Optimization in Machine Intelligence
Edwin K. P. Chong
Colorado State Univ., USA
We discuss the role of optimization methods in modern machine intelligence. More specifically, we describe a general class of decision/control strategies called state-dependent action optimization (SDAO). We outline theoretical and applied research issue related to SDAO. On the theoretical side, we introduce a framework based on optimal control and show that, under quite general conditions, there exists an optimal solution (policy or controller) that is also an SDAO scheme. This result, not usually stated this way and more commonly known as Bellman’s principle, makes SDAO schemes of interest in a wide range of applications and is the basis for self-driving vehicles and AlphaGo, the master-beating Go playing machine. We then show how to use results from submodular optimization to bound the performance of SDAO schemes relative to the optimal. We describe several application examples in which such schemes have been applied, and also outline some ongoing applications.
Human Performance Monitoring and Simulation
Matthew W, Smuck
Stanford University, USA
People with mobility limitations can benefit from exoskeletons and prostheses, but real-life applications of these technologies remain limited. One factor that limits their common application and advancement in the clinical realm is a poor definition of improved performance from these interventions. This problem is shared with all other technologies and treatments designed to improve the functional status of people with orthopedic and neurologic mobility limitations. This talk will review one solution to this problem, the emerging field of physical performance monitoring, where body-worn sensors provide accurate and clinically relevant feedback.

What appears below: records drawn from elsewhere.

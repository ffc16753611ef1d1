//! SQLite-backed graph store

use std::path::Path;

use arbor_core::{CodeEdge, CodeNode, EdgeType, FileMetadata};
use chrono::{DateTime, Utc};
use rusqlite::{Connection, OptionalExtension, Row, params};
use tokio::sync::Mutex;
use tokio_util::sync::CancellationToken;

use crate::StoreError;
use crate::locks::FileLockMap;
use crate::schema;

/// Rows written per cancellation check in batch operations.
const BATCH_CHUNK: usize = 200;

pub struct GraphStore {
    conn: Mutex<Connection>,
    locks: FileLockMap,
}

impl GraphStore {
    /// Open (or create) the database at `path`.
    pub fn open(path: &Path) -> Result<Self, StoreError> {
        let conn = Connection::open(path)?;
        conn.pragma_update(None, "journal_mode", "WAL")?;
        conn.pragma_update(None, "foreign_keys", "ON")?;
        Ok(GraphStore {
            conn: Mutex::new(conn),
            locks: FileLockMap::new(),
        })
    }

    /// In-memory store, used by tests.
    pub fn open_in_memory() -> Result<Self, StoreError> {
        Ok(GraphStore {
            conn: Mutex::new(Connection::open_in_memory()?),
            locks: FileLockMap::new(),
        })
    }

    pub async fn run_migrations(&self) -> Result<(), StoreError> {
        let conn = self.conn.lock().await;
        schema::run_migrations(&conn)
    }

    /// Drop the connection. Outstanding per-file guards keep their locks
    /// until dropped.
    pub fn close(self) {}

    // ── Node operations ─────────────────────────────────────

    pub async fn upsert_node(&self, node: &CodeNode) -> Result<(), StoreError> {
        let conn = self.conn.lock().await;
        insert_node(&conn, node)
    }

    pub async fn upsert_nodes_batch(
        &self,
        cancel: &CancellationToken,
        nodes: &[CodeNode],
    ) -> Result<(), StoreError> {
        if cancel.is_cancelled() {
            return Err(StoreError::Cancelled);
        }
        let mut conn = self.conn.lock().await;
        let tx = conn.transaction()?;
        for chunk in nodes.chunks(BATCH_CHUNK) {
            if cancel.is_cancelled() {
                return Err(StoreError::Cancelled);
            }
            for node in chunk {
                insert_node(&tx, node)?;
            }
        }
        tx.commit()?;
        Ok(())
    }

    pub async fn get_node(&self, id: &str) -> Result<Option<CodeNode>, StoreError> {
        let conn = self.conn.lock().await;
        conn.query_row(
            &format!("SELECT {NODE_COLUMNS} FROM nodes WHERE id = ?1"),
            params![id],
            node_from_row,
        )
        .optional()
        .map_err(Into::into)
    }

    pub async fn get_all_nodes(&self) -> Result<Vec<CodeNode>, StoreError> {
        let conn = self.conn.lock().await;
        let mut stmt = conn.prepare(&format!("SELECT {NODE_COLUMNS} FROM nodes"))?;
        let rows = stmt.query_map([], node_from_row)?;
        collect_rows(rows)
    }

    /// Substring match on node names.
    pub async fn find_by_name(&self, fragment: &str) -> Result<Vec<CodeNode>, StoreError> {
        let conn = self.conn.lock().await;
        let pattern = format!("%{}%", escape_like(fragment));
        let mut stmt = conn.prepare(&format!(
            "SELECT {NODE_COLUMNS} FROM nodes WHERE name LIKE ?1 ESCAPE '\\' ORDER BY name"
        ))?;
        let rows = stmt.query_map(params![pattern], node_from_row)?;
        collect_rows(rows)
    }

    pub async fn get_nodes_by_file(&self, file_path: &str) -> Result<Vec<CodeNode>, StoreError> {
        let conn = self.conn.lock().await;
        let mut stmt = conn.prepare(&format!(
            "SELECT {NODE_COLUMNS} FROM nodes WHERE file_path = ?1 ORDER BY start_line"
        ))?;
        let rows = stmt.query_map(params![file_path], node_from_row)?;
        collect_rows(rows)
    }

    pub async fn node_count(&self) -> Result<u64, StoreError> {
        let conn = self.conn.lock().await;
        Ok(conn.query_row("SELECT COUNT(*) FROM nodes", [], |r| r.get::<_, i64>(0))? as u64)
    }

    // ── Edge operations ─────────────────────────────────────

    pub async fn upsert_edge(&self, edge: &CodeEdge) -> Result<(), StoreError> {
        let conn = self.conn.lock().await;
        insert_edge(&conn, edge)
    }

    pub async fn upsert_edges_batch(
        &self,
        cancel: &CancellationToken,
        edges: &[CodeEdge],
    ) -> Result<(), StoreError> {
        if cancel.is_cancelled() {
            return Err(StoreError::Cancelled);
        }
        let mut conn = self.conn.lock().await;
        let tx = conn.transaction()?;
        for chunk in edges.chunks(BATCH_CHUNK) {
            if cancel.is_cancelled() {
                return Err(StoreError::Cancelled);
            }
            for edge in chunk {
                insert_edge(&tx, edge)?;
            }
        }
        tx.commit()?;
        Ok(())
    }

    pub async fn get_all_edges(&self) -> Result<Vec<CodeEdge>, StoreError> {
        let conn = self.conn.lock().await;
        let mut stmt = conn.prepare(&format!("SELECT {EDGE_COLUMNS} FROM edges"))?;
        let rows = stmt.query_map([], edge_from_row)?;
        collect_rows(rows)
    }

    pub async fn get_edges_by_type(&self, edge_type: EdgeType) -> Result<Vec<CodeEdge>, StoreError> {
        let conn = self.conn.lock().await;
        let mut stmt = conn.prepare(&format!(
            "SELECT {EDGE_COLUMNS} FROM edges WHERE edge_type = ?1"
        ))?;
        let rows = stmt.query_map(params![edge_type.as_str()], edge_from_row)?;
        collect_rows(rows)
    }

    pub async fn get_incoming_edges(&self, node_id: &str) -> Result<Vec<CodeEdge>, StoreError> {
        let conn = self.conn.lock().await;
        let mut stmt = conn.prepare(&format!(
            "SELECT {EDGE_COLUMNS} FROM edges WHERE to_id = ?1"
        ))?;
        let rows = stmt.query_map(params![node_id], edge_from_row)?;
        collect_rows(rows)
    }

    pub async fn get_outgoing_edges(&self, node_id: &str) -> Result<Vec<CodeEdge>, StoreError> {
        let conn = self.conn.lock().await;
        let mut stmt = conn.prepare(&format!(
            "SELECT {EDGE_COLUMNS} FROM edges WHERE from_id = ?1"
        ))?;
        let rows = stmt.query_map(params![node_id], edge_from_row)?;
        collect_rows(rows)
    }

    pub async fn edge_count(&self) -> Result<u64, StoreError> {
        let conn = self.conn.lock().await;
        Ok(conn.query_row("SELECT COUNT(*) FROM edges", [], |r| r.get::<_, i64>(0))? as u64)
    }

    // ── Atomic file replacement ─────────────────────────────

    /// Replace everything belonging to `file_path` in one transaction:
    /// delete edges touching the file's current nodes, delete the nodes,
    /// then upsert the new rows. With both lists empty the file's metadata
    /// row is deleted too (full file removal). The per-file lock is held
    /// end to end; metadata for non-empty updates is written by the caller
    /// after a successful commit so a failed transaction cannot leave
    /// metadata ahead of graph contents.
    pub async fn update_file_atomic(
        &self,
        file_path: &str,
        nodes: &[CodeNode],
        edges: &[CodeEdge],
    ) -> Result<(), StoreError> {
        let _file_guard = self.locks.lock(file_path).await;
        let mut conn = self.conn.lock().await;
        let tx = conn.transaction()?;

        tx.execute(
            "DELETE FROM edges WHERE from_id IN (SELECT id FROM nodes WHERE file_path = ?1)
                OR to_id IN (SELECT id FROM nodes WHERE file_path = ?1)",
            params![file_path],
        )?;
        tx.execute("DELETE FROM nodes WHERE file_path = ?1", params![file_path])?;
        for node in nodes {
            insert_node(&tx, node)?;
        }
        for edge in edges {
            insert_edge(&tx, edge)?;
        }
        if nodes.is_empty() && edges.is_empty() {
            tx.execute(
                "DELETE FROM file_metadata WHERE file_path = ?1",
                params![file_path],
            )?;
        }
        tx.commit()?;
        Ok(())
    }

    // ── File metadata ───────────────────────────────────────

    pub async fn upsert_file_metadata(&self, meta: &FileMetadata) -> Result<(), StoreError> {
        let conn = self.conn.lock().await;
        conn.execute(
            "INSERT OR REPLACE INTO file_metadata
                (file_path, content_hash, mod_time, indexed_at, node_count, edge_count, file_size, language)
             VALUES (?1, ?2, ?3, ?4, ?5, ?6, ?7, ?8)",
            params![
                meta.file_path,
                meta.content_hash,
                meta.mod_time,
                meta.indexed_at.to_rfc3339(),
                meta.node_count,
                meta.edge_count,
                meta.file_size as i64,
                meta.language,
            ],
        )?;
        Ok(())
    }

    pub async fn get_file_metadata(
        &self,
        file_path: &str,
    ) -> Result<Option<FileMetadata>, StoreError> {
        let conn = self.conn.lock().await;
        conn.query_row(
            &format!("SELECT {META_COLUMNS} FROM file_metadata WHERE file_path = ?1"),
            params![file_path],
            meta_from_row,
        )
        .optional()
        .map_err(Into::into)
    }

    pub async fn get_all_file_metadata(&self) -> Result<Vec<FileMetadata>, StoreError> {
        let conn = self.conn.lock().await;
        let mut stmt = conn.prepare(&format!("SELECT {META_COLUMNS} FROM file_metadata"))?;
        let rows = stmt.query_map([], meta_from_row)?;
        collect_rows(rows)
    }

    pub async fn delete_file_metadata(&self, file_path: &str) -> Result<(), StoreError> {
        let conn = self.conn.lock().await;
        conn.execute(
            "DELETE FROM file_metadata WHERE file_path = ?1",
            params![file_path],
        )?;
        Ok(())
    }

    pub(crate) async fn with_conn<T>(
        &self,
        f: impl FnOnce(&Connection) -> Result<T, StoreError>,
    ) -> Result<T, StoreError> {
        let conn = self.conn.lock().await;
        f(&conn)
    }
}

// ── Row mapping ─────────────────────────────────────────────

pub(crate) const NODE_COLUMNS: &str = "id, name, node_type, language, file_path, start_line, \
     end_line, start_col, end_col, content, signature, doc_comment, annotations, embedding, complexity";

pub(crate) const EDGE_COLUMNS: &str = "id, from_id, to_id, edge_type, weight";

const META_COLUMNS: &str = "file_path, content_hash, mod_time, indexed_at, node_count, \
     edge_count, file_size, language";

fn insert_node(conn: &Connection, node: &CodeNode) -> Result<(), StoreError> {
    let annotations = serde_json::to_string(&node.annotations)
        .map_err(|e| StoreError::Encode(e.to_string()))?;
    let embedding = match &node.embedding {
        Some(vector) => {
            Some(bincode::serialize(vector).map_err(|e| StoreError::Encode(e.to_string()))?)
        }
        None => None,
    };
    conn.execute(
        &format!(
            "INSERT OR REPLACE INTO nodes ({NODE_COLUMNS})
             VALUES (?1, ?2, ?3, ?4, ?5, ?6, ?7, ?8, ?9, ?10, ?11, ?12, ?13, ?14, ?15)"
        ),
        params![
            node.id,
            node.name,
            node.node_type.as_str(),
            node.language,
            node.file_path,
            node.start_line,
            node.end_line,
            node.start_col,
            node.end_col,
            node.content,
            node.signature,
            node.doc_comment,
            annotations,
            embedding,
            node.complexity,
        ],
    )?;
    Ok(())
}

fn insert_edge(conn: &Connection, edge: &CodeEdge) -> Result<(), StoreError> {
    conn.execute(
        &format!("INSERT OR REPLACE INTO edges ({EDGE_COLUMNS}) VALUES (?1, ?2, ?3, ?4, ?5)"),
        params![
            edge.id,
            edge.from_id,
            edge.to_id,
            edge.edge_type.as_str(),
            edge.weight,
        ],
    )?;
    Ok(())
}

fn invalid<E: std::fmt::Display>(index: usize, message: E) -> rusqlite::Error {
    rusqlite::Error::FromSqlConversionFailure(
        index,
        rusqlite::types::Type::Text,
        Box::new(std::io::Error::new(
            std::io::ErrorKind::InvalidData,
            message.to_string(),
        )),
    )
}

pub(crate) fn node_from_row(row: &Row<'_>) -> Result<CodeNode, rusqlite::Error> {
    let node_type: String = row.get(2)?;
    let annotations: String = row.get(12)?;
    let embedding: Option<Vec<u8>> = row.get(13)?;
    Ok(CodeNode {
        id: row.get(0)?,
        name: row.get(1)?,
        node_type: node_type.parse().map_err(|e| invalid(2, e))?,
        language: row.get(3)?,
        file_path: row.get(4)?,
        start_line: row.get(5)?,
        end_line: row.get(6)?,
        start_col: row.get(7)?,
        end_col: row.get(8)?,
        content: row.get(9)?,
        signature: row.get(10)?,
        doc_comment: row.get(11)?,
        annotations: serde_json::from_str(&annotations).map_err(|e| invalid(12, e))?,
        embedding: embedding
            .map(|blob| bincode::deserialize(&blob).map_err(|e| invalid(13, e)))
            .transpose()?,
        complexity: row.get(14)?,
    })
}

pub(crate) fn edge_from_row(row: &Row<'_>) -> Result<CodeEdge, rusqlite::Error> {
    let edge_type: String = row.get(3)?;
    Ok(CodeEdge {
        id: row.get(0)?,
        from_id: row.get(1)?,
        to_id: row.get(2)?,
        edge_type: edge_type.parse().map_err(|e| invalid(3, e))?,
        weight: row.get(4)?,
    })
}

fn meta_from_row(row: &Row<'_>) -> Result<FileMetadata, rusqlite::Error> {
    let indexed_at: String = row.get(3)?;
    Ok(FileMetadata {
        file_path: row.get(0)?,
        content_hash: row.get(1)?,
        mod_time: row.get(2)?,
        indexed_at: DateTime::parse_from_rfc3339(&indexed_at)
            .map(|dt| dt.with_timezone(&Utc))
            .map_err(|e| invalid(3, e))?,
        node_count: row.get(4)?,
        edge_count: row.get(5)?,
        file_size: row.get::<_, i64>(6)? as u64,
        language: row.get(7)?,
    })
}

pub(crate) fn collect_rows<T>(
    rows: impl Iterator<Item = Result<T, rusqlite::Error>>,
) -> Result<Vec<T>, StoreError> {
    let mut out = Vec::new();
    for row in rows {
        out.push(row?);
    }
    Ok(out)
}

fn escape_like(fragment: &str) -> String {
    fragment
        .replace('\\', "\\\\")
        .replace('%', "\\%")
        .replace('_', "\\_")
}
//! C / C++ structural extractor
//!
//! Names can nest arbitrarily deep through pointer, array and parenthesized
//! declarators, so name extraction unwraps the declarator chain rather than
//! reading a single field.

use arbor_core::{CodeNode, EdgeType, Lang, NodeType};
use tree_sitter::Node;

use super::{PendingRef, build_node};
use crate::registry::{node_text, start_line};

pub fn extract(
    lang: Lang,
    root: Node<'_>,
    source: &str,
    file_path: &str,
) -> (Vec<CodeNode>, Vec<PendingRef>) {
    let mut nodes = Vec::new();
    let mut refs = Vec::new();
    walk(lang, root, source, file_path, &mut nodes, &mut refs);
    (nodes, refs)
}

fn walk(
    lang: Lang,
    node: Node<'_>,
    source: &str,
    file_path: &str,
    nodes: &mut Vec<CodeNode>,
    refs: &mut Vec<PendingRef>,
) {
    let mut cursor = node.walk();
    for child in node.named_children(&mut cursor) {
        match child.kind() {
            "function_definition" => {
                handle_function(lang, child, source, file_path, nodes);
            }
            "struct_specifier" | "union_specifier" => {
                handle_record(lang, child, NodeType::Struct, source, file_path, nodes, refs);
            }
            "class_specifier" => {
                handle_record(lang, child, NodeType::Class, source, file_path, nodes, refs);
            }
            "enum_specifier" => {
                handle_record(lang, child, NodeType::Enum, source, file_path, nodes, refs);
            }
            "type_definition" => {
                if let Some(name_node) = child.child_by_field_name("declarator") {
                    let name_node = unwrap_declarator(name_node).unwrap_or(name_node);
                    let name = node_text(name_node, source);
                    if !name.is_empty() {
                        nodes.push(build_node(
                            format!("{file_path}::{name}"),
                            name,
                            NodeType::Type,
                            lang,
                            file_path,
                            child,
                            source,
                        ));
                    }
                }
            }
            "preproc_def" | "preproc_function_def" => {
                if let Some(name_node) = child.child_by_field_name("name") {
                    let name = node_text(name_node, source);
                    nodes.push(build_node(
                        format!("{file_path}::macro_{name}"),
                        name,
                        NodeType::Macro,
                        lang,
                        file_path,
                        child,
                        source,
                    ));
                }
            }
            "preproc_include" => {
                if let Some(path) = child.child_by_field_name("path") {
                    let target = node_text(path, source)
                        .trim_matches(['"', '<', '>'])
                        .to_string();
                    let row = start_line(child);
                    let id = format!("{file_path}::import_{row}");
                    nodes.push(build_node(
                        id.clone(),
                        &target,
                        NodeType::Import,
                        lang,
                        file_path,
                        child,
                        source,
                    ));
                    refs.push(PendingRef {
                        from_id: id,
                        target,
                        edge_type: EdgeType::Imports,
                    });
                }
            }
            "namespace_definition" => {
                if let Some(name_node) = child.child_by_field_name("name") {
                    let name = node_text(name_node, source);
                    nodes.push(build_node(
                        format!("{file_path}::ns_{name}"),
                        name,
                        NodeType::Module,
                        lang,
                        file_path,
                        child,
                        source,
                    ));
                }
                if let Some(body) = child.child_by_field_name("body") {
                    walk(lang, body, source, file_path, nodes, refs);
                }
            }
            "declaration" => {
                handle_global(lang, child, source, file_path, nodes);
            }
            "template_declaration" | "linkage_specification" | "declaration_list"
            | "preproc_if" | "preproc_ifdef" => {
                walk(lang, child, source, file_path, nodes, refs);
            }
            _ => {}
        }
    }
}

fn handle_function(
    lang: Lang,
    def: Node<'_>,
    source: &str,
    file_path: &str,
    nodes: &mut Vec<CodeNode>,
) {
    let Some(declarator) = def.child_by_field_name("declarator") else {
        return;
    };
    let Some(name_node) = unwrap_declarator(declarator) else {
        return;
    };
    let full_name = node_text(name_node, source);
    if full_name.is_empty() {
        return;
    }
    // `Class::method` definitions become methods keyed `Class.method`.
    if let Some((scope, method)) = full_name.rsplit_once("::") {
        nodes.push(build_node(
            format!("{file_path}::{scope}.{method}"),
            method,
            NodeType::Method,
            lang,
            file_path,
            def,
            source,
        ));
    } else {
        nodes.push(build_node(
            format!("{file_path}::{full_name}"),
            full_name,
            NodeType::Function,
            lang,
            file_path,
            def,
            source,
        ));
    }
}

/// File-scope variable declarations. Prototypes (declarations whose
/// declarator chain passes through a function declarator) are skipped; the
/// definition carries the node.
fn handle_global(
    lang: Lang,
    decl: Node<'_>,
    source: &str,
    file_path: &str,
    nodes: &mut Vec<CodeNode>,
) {
    let mut cursor = decl.walk();
    for child in decl.named_children(&mut cursor) {
        let declarator = match child.kind() {
            "init_declarator" | "identifier" | "pointer_declarator" | "array_declarator" => child,
            _ => continue,
        };
        if contains_function_declarator(declarator) {
            continue;
        }
        let Some(name_node) = unwrap_declarator_or_self(declarator) else {
            continue;
        };
        let name = node_text(name_node, source);
        if name.is_empty() {
            continue;
        }
        nodes.push(build_node(
            format!("{file_path}::{name}"),
            name,
            NodeType::Variable,
            lang,
            file_path,
            decl,
            source,
        ));
    }
}

fn contains_function_declarator(node: Node<'_>) -> bool {
    if node.kind() == "function_declarator" {
        return true;
    }
    let mut cursor = node.walk();
    for child in node.named_children(&mut cursor) {
        if child.kind() != "initializer_list" && contains_function_declarator(child) {
            return true;
        }
    }
    false
}

fn unwrap_declarator_or_self(node: Node<'_>) -> Option<Node<'_>> {
    if node.kind() == "identifier" {
        return Some(node);
    }
    unwrap_declarator(node)
}

fn handle_record(
    lang: Lang,
    spec: Node<'_>,
    node_type: NodeType,
    source: &str,
    file_path: &str,
    nodes: &mut Vec<CodeNode>,
    refs: &mut Vec<PendingRef>,
) {
    // A specifier without a body is a reference, not a definition.
    if spec.child_by_field_name("body").is_none() {
        return;
    }
    let Some(name_node) = spec.child_by_field_name("name") else {
        return;
    };
    let name = node_text(name_node, source).to_string();
    let id = format!("{file_path}::{name}");
    nodes.push(build_node(
        id.clone(),
        &name,
        node_type,
        lang,
        file_path,
        spec,
        source,
    ));

    let mut cursor = spec.walk();
    for child in spec.children(&mut cursor) {
        if child.kind() != "base_class_clause" {
            continue;
        }
        let mut base_cursor = child.walk();
        for base in child.named_children(&mut base_cursor) {
            if matches!(base.kind(), "type_identifier" | "qualified_identifier") {
                refs.push(PendingRef {
                    from_id: id.clone(),
                    target: node_text(base, source).to_string(),
                    edge_type: EdgeType::Extends,
                });
            }
        }
    }

    // C++ in-class method definitions.
    if node_type == NodeType::Class {
        if let Some(body) = spec.child_by_field_name("body") {
            let mut body_cursor = body.walk();
            for member in body.named_children(&mut body_cursor) {
                if member.kind() != "function_definition" {
                    continue;
                }
                let Some(declarator) = member.child_by_field_name("declarator") else {
                    continue;
                };
                let Some(method_name) = unwrap_declarator(declarator) else {
                    continue;
                };
                let method = node_text(method_name, source);
                if method.is_empty() {
                    continue;
                }
                nodes.push(build_node(
                    format!("{file_path}::{name}.{method}"),
                    method,
                    NodeType::Method,
                    lang,
                    file_path,
                    member,
                    source,
                ));
            }
        }
    }
}

/// Unwrap nested declarators down to the identifier that names the entity.
fn unwrap_declarator(declarator: Node<'_>) -> Option<Node<'_>> {
    let mut current = declarator;
    loop {
        match current.kind() {
            "identifier" | "field_identifier" | "type_identifier" | "qualified_identifier"
            | "operator_name" | "destructor_name" => return Some(current),
            "function_declarator" | "pointer_declarator" | "array_declarator"
            | "parenthesized_declarator" | "reference_declarator" | "init_declarator" => {
                current = current
                    .child_by_field_name("declarator")
                    .or_else(|| current.named_child(0))?;
            }
            _ => {
                current = current.child_by_field_name("declarator")?;
            }
        }
    }
}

This approach has led to new methods of monitoring and diagnosing mobility limitations, new insights into mechanisms of disease, and continuous variables to inform mobility interventions.
Automatic Generation and Formal Verification of Safe PLC Programs for Railway Control Systems
University of Reims, France
This lecture deals with research activities in partnership with SNCF (French Railway Company) to develop an integrated methodology for automatic generation, formal verification and implementation of safe PLC programs for Railway Control Systems. The first phase of the methodology focuses on the improvement of the engineering workflow during the design phase of the control system of the Power Supply Equipment of the Electric Lines (PSEEL). It results in a standardized generation of the control deliverables, including wiring diagrams and PLC programs. The second phase of the methodology is related to the application of formal verification and/or control synthesis techniques to guarantee the safety of the control installation. The verification procedure is used in place of the manual testing approaches to verify the conformity of the PLC programs with respect to safety properties that are defined by the expert. The verification is based on automatically generated models of the PSEEL, the PLC programs and PLC scan cycle. The control synthesis procedure consists of designing a robust filter to be used in conjunction with the PLC program in such a way to guarantee the generation of safe PLC-program outputs. This methodology results in: i) improving the “overloaded” workflow of systems engineers, while reducing the fatigue and stress, and ii) enhancing the system reliability due to the reduction of breakdowns on site.
Machine Learning Algorithm and Its Application Software
Tsinghua Univ., China
This talk will start from the origin, classification and other basic problems of machine learning algorithms, and discuss the various performance of machine learning algorithms in different eras, different scenarios and different tasks. The pros and cons of neural network based deep learning algorithms in big data environment are analyzed. The importance and necessity of big data for the acquisition of machine intelligence. Finally, an applicable case of conversational AI is given.
Distributed Randomized Algorithms for PageRank Computation: Recent Advances
Tokyo Inst. of Tech., Japan
PageRank is a well-known centrality measure for the web used in search engines, representing the importance of each web page. Its computation is very large scale as the rankings for all pages in the entire web are to be calculated at once, and this has prompted various studies on the algorithmic aspects of this problem. In this talk, we first present a short overview on the the problem and recent studies on distributed algorithms that have been developed in the systems control area. These algorithms are motivated by the research on collaborative control of multi-agent systems and share the following features: (i) each page computes its own PageRank value by interacting with pages connected over hyperlinks and (ii) gossip-type randomization is employed in their communications. Then, we introduce a new class of distributed algorithms, which is based on a simple but novel interpretation of PageRank. It is demonstrated via analysis and numerical simulations that these algorithms have significant advantages in their convergence performances in comparison with other existing techniques. In the last part, we discuss the works on randomization-based distributed algorithms from a broader perspective.